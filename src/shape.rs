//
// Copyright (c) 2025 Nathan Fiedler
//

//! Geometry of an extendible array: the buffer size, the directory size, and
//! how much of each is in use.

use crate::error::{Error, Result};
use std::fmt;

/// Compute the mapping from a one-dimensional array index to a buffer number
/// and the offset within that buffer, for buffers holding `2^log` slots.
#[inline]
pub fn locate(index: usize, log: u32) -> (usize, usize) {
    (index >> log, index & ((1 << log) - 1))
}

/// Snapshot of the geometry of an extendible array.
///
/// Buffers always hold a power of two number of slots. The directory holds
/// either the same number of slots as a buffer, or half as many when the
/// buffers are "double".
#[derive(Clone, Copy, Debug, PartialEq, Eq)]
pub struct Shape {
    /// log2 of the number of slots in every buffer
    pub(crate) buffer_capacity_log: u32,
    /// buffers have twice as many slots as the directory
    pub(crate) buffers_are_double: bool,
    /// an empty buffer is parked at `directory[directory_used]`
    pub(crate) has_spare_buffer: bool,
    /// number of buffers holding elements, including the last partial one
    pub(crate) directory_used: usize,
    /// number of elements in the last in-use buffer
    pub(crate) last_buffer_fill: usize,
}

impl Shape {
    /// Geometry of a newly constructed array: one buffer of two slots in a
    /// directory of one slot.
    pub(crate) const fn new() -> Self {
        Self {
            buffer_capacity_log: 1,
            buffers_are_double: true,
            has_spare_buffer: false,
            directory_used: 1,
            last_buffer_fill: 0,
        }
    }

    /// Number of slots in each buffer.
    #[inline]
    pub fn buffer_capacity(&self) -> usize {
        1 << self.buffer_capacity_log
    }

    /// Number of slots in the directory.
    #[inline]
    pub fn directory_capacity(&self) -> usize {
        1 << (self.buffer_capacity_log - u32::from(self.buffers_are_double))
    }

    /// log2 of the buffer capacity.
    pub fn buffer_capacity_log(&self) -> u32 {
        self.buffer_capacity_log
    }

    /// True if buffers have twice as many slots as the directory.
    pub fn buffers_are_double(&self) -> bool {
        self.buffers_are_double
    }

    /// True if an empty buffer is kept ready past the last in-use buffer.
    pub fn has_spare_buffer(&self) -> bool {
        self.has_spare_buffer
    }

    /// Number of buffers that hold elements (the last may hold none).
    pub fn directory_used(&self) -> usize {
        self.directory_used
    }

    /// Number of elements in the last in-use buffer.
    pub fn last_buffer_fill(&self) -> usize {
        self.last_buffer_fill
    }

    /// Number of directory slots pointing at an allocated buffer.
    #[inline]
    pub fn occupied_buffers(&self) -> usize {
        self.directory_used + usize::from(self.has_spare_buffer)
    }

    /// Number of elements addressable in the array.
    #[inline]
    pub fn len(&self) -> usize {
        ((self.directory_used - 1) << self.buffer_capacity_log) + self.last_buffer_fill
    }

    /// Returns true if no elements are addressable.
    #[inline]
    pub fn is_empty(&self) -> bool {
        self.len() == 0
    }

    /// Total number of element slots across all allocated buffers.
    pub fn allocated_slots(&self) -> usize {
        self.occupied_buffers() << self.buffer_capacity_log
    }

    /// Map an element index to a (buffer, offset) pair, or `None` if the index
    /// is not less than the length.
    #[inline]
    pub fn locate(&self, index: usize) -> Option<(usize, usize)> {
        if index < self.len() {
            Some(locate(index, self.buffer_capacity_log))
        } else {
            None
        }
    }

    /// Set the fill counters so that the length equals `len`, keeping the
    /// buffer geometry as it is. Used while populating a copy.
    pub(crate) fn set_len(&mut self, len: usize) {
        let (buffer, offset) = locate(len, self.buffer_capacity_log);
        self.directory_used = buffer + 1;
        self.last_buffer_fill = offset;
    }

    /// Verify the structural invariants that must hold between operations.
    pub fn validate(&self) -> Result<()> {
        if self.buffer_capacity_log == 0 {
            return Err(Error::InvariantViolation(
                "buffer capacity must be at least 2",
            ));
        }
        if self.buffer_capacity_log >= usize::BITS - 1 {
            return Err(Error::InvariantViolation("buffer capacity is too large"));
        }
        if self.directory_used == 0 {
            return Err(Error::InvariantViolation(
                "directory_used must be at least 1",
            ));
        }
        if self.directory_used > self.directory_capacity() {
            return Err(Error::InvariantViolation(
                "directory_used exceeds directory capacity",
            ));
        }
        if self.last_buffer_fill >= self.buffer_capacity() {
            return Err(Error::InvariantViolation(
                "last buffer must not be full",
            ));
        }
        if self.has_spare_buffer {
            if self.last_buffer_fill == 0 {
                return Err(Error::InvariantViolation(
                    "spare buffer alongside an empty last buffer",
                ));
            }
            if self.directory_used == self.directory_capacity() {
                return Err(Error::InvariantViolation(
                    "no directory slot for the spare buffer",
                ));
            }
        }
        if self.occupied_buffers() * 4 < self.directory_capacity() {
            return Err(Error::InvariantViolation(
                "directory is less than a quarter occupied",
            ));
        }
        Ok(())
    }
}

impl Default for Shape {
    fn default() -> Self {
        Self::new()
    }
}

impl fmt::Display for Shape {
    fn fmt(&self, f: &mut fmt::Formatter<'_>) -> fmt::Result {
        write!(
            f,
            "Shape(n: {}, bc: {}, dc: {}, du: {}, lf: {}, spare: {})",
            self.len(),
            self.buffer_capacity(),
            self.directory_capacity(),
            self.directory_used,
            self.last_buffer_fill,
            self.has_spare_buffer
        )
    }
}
■ ■ ■
▸ **Task goal**
In the listing above, find the line containing "pub fn buffer_capacity_log(&self)" and the line containing "Some(locate(index, self.buffer_capacity_log))", then retype both and every line between them exactly, with nothing else.

▸ **Worked solution**
    pub fn buffer_capacity_log(&self) -> u32 {
        self.buffer_capacity_log
    }

    /// True if buffers have twice as many slots as the directory.
    pub fn buffers_are_double(&self) -> bool {
        self.buffers_are_double
    }

    /// True if an empty buffer is kept ready past the last in-use buffer.
    pub fn has_spare_buffer(&self) -> bool {
        self.has_spare_buffer
    }

    /// Number of buffers that hold elements (the last may hold none).
    pub fn directory_used(&self) -> usize {
        self.directory_used
    }

    /// Number of elements in the last in-use buffer.
    pub fn last_buffer_fill(&self) -> usize {
        self.last_buffer_fill
    }

    /// Number of directory slots pointing at an allocated buffer.
    #[inline]
    pub fn occupied_buffers(&self) -> usize {
        self.directory_used + usize::from(self.has_spare_buffer)
    }

    /// Number of elements addressable in the array.
    #[inline]
    pub fn len(&self) -> usize {
        ((self.directory_used - 1) << self.buffer_capacity_log) + self.last_buffer_fill
    }

    /// Returns true if no elements are addressable.
    #[inline]
    pub fn is_empty(&self) -> bool {
        self.len() == 0
    }

    /// Total number of element slots across all allocated buffers.
    pub fn allocated_slots(&self) -> usize {
        self.occupied_buffers() << self.buffer_capacity_log
    }

    /// Map an element index to a (buffer, offset) pair, or `None` if the index
    /// is not less than the length.
    #[inline]
    pub fn locate(&self, index: usize) -> Option<(usize, usize)> {
        if index < self.len() {
            Some(locate(index, self.buffer_capacity_log))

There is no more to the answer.